In the preceding section, examples of IRCE with marked similarities were mentioned. However, the IRCE is not the only motif that mediates the actions of insulin because insulin responsive cis-acting elements that differ from the IRCE have been identified in several genes. For example, insulin stimulation of the promoters that regulate prolactin, thymidine kinase, and somatostatin expression appear to be mediated by one or more CGGA motifs (49). The transcription factor(s) that bind to the CGGA motif in these genes are related to the Ets family of nuclear proteins, such as Sap and Elk-1 (49). The observed nucleotide differences between the apoA-I IRCE and insulin responsive element from other genes suggests that there exists more than one class of cis-acting elements which mediate the effects of insulin. Additional support for this idea arises from the lack of homology between the IRCE and the negative insulin response element from the PEPCK gene (50). The existence of more than one type of insulin-regulated motif shows the complexities of gene control similar to the glucocorticoid response element and units found for example in the tyrosine aminotransferase and PEPCK genes (51, 52).

The rat apoA-I IRCE also appears to mediate the inhibitory effects of glucose.

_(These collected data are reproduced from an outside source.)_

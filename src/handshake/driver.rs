use super::{EstablishedSession, FinishedProcessor};
use crate::crypto::keys::KeyScheduler;
use crate::error::{HandshakeError, Result};
use crate::protocol::flight::PendingMessages;
use crate::protocol::state::{Established, LocalFinishSent, PeerFinishVerified, Ready, SessionState};
use crate::protocol::transcript::TranscriptHasher;
use std::mem;
use tracing::warn;

/// Runtime driver over the typestate processor.
///
/// For callers that dispatch on incoming messages at runtime and cannot
/// thread the processor's type through their own state. Any failure leaves
/// the driver `Aborted`, and every later call fails with `UnexpectedMessage`.
///
/// 类型状态处理器的运行时驱动器。
///
/// 适用于在运行时按到达消息分派、无法在自身状态中传递处理器类型的调用方。
/// 任何失败都会使驱动器进入 `Aborted`，之后的每次调用都返回 `UnexpectedMessage`。
#[derive(Debug)]
pub enum FinishDriver<T: TranscriptHasher, K: KeyScheduler> {
    Ready(FinishedProcessor<Ready, T, K>),
    LocalFinishSent(FinishedProcessor<LocalFinishSent, T, K>),
    PeerFinishVerified(FinishedProcessor<PeerFinishVerified, T, K>),
    Established(FinishedProcessor<Established, T, K>),
    Aborted,
}

impl<T: TranscriptHasher, K: KeyScheduler> FinishDriver<T, K> {
    pub fn new(processor: FinishedProcessor<Ready, T, K>) -> Self {
        FinishDriver::Ready(processor)
    }

    pub fn state(&self) -> SessionState {
        match self {
            FinishDriver::Ready(processor) if processor.sends_first() => {
                SessionState::AwaitingLocalFinish
            }
            FinishDriver::Ready(_) => SessionState::AwaitingPeerFinish,
            FinishDriver::LocalFinishSent(_) => SessionState::LocalFinishSent,
            FinishDriver::PeerFinishVerified(_) => SessionState::Verified,
            FinishDriver::Established(_) => SessionState::Established,
            FinishDriver::Aborted => SessionState::Aborted,
        }
    }

    /// Produces the local Finished if the exchange is waiting for it.
    ///
    /// 若交换正在等待本端 Finished，则生成它。
    pub fn produce_finished(&mut self) -> Result<Vec<u8>> {
        let (encoded, next) = match mem::replace(self, FinishDriver::Aborted) {
            FinishDriver::Ready(processor) => {
                let (encoded, next) = processor.produce_finished()?;
                (encoded, FinishDriver::LocalFinishSent(next))
            }
            FinishDriver::PeerFinishVerified(processor) => {
                let (encoded, next) = processor.produce_finished()?;
                (encoded, FinishDriver::Established(next))
            }
            other => return Err(Self::abort("produce a Finished", other.state())),
        };
        *self = next;
        Ok(encoded)
    }

    /// Consumes the peer's Finished if the exchange is waiting for it.
    ///
    /// 若交换正在等待对端 Finished，则消费它。
    pub fn consume_finished(&mut self, message: &[u8]) -> Result<()> {
        *self = match mem::replace(self, FinishDriver::Aborted) {
            FinishDriver::Ready(processor) => {
                FinishDriver::PeerFinishVerified(processor.consume_finished(message)?)
            }
            FinishDriver::LocalFinishSent(processor) => {
                FinishDriver::Established(processor.consume_finished(message)?)
            }
            other => return Err(Self::abort("consume a Finished", other.state())),
        };
        Ok(())
    }

    /// Forwards the peer's ChangeCipherSpec to the processor.
    pub fn accept_change_cipher_spec(&mut self) -> Result<()> {
        let state = self.state();
        let outcome = match self {
            FinishDriver::Ready(processor) => processor.accept_change_cipher_spec(),
            FinishDriver::LocalFinishSent(processor) => processor.accept_change_cipher_spec(),
            _ => Err(Self::abort("accept ChangeCipherSpec", state)),
        };
        if outcome.is_err() {
            *self = FinishDriver::Aborted;
        }
        outcome
    }

    /// Outstanding prerequisites, unless the exchange is over.
    pub fn pending_mut(&mut self) -> Option<&mut PendingMessages> {
        match self {
            FinishDriver::Ready(processor) => Some(processor.pending_mut()),
            FinishDriver::LocalFinishSent(processor) => Some(processor.pending_mut()),
            FinishDriver::PeerFinishVerified(processor) => Some(processor.pending_mut()),
            FinishDriver::Established(_) | FinishDriver::Aborted => None,
        }
    }

    pub fn session(&self) -> Option<EstablishedSession> {
        match self {
            FinishDriver::Established(processor) => Some(processor.session()),
            _ => None,
        }
    }

    pub fn into_established(self) -> Option<FinishedProcessor<Established, T, K>> {
        match self {
            FinishDriver::Established(processor) => Some(processor),
            _ => None,
        }
    }

    fn abort(operation: &str, state: SessionState) -> HandshakeError {
        warn!(?state, "cannot {operation}, aborting");
        HandshakeError::unexpected(format!("cannot {operation} in state {state:?}"))
    }
}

This possibility is supported by the absence of a recognizable carbohydrate response element within the -425 to -376 fragment and the unexpected finding that mutation of the IRCE abolishes the inhibitory effects of glucose. A similar but not identical scenario applies to L-pyruvate kinase (L-PK) gene. Previous studies suggest that the stimulatory actions of both glucose and insulin co-localize to a single motif (-168 to -144) present in the L-PK promoter (53, 54). More recent data are in keeping with the idea of a response unit comprised of several cis-acting elements that cooperate to mediate the actions of glucose and insulin (55). Although L-PK promoter response requires the presence of insulin, it does not appear to be the primary signal (56). Glucose seems to be more important, and its action is dependent on the binding of two transcription factors, LF-A1 and a c-myc related protein, to the carbohydrate response element located between -171 to -124 (57). An additional hepatic enriched factor, HNF-4, is also required as an accessory factor that functions with the carbohydrate response element (58).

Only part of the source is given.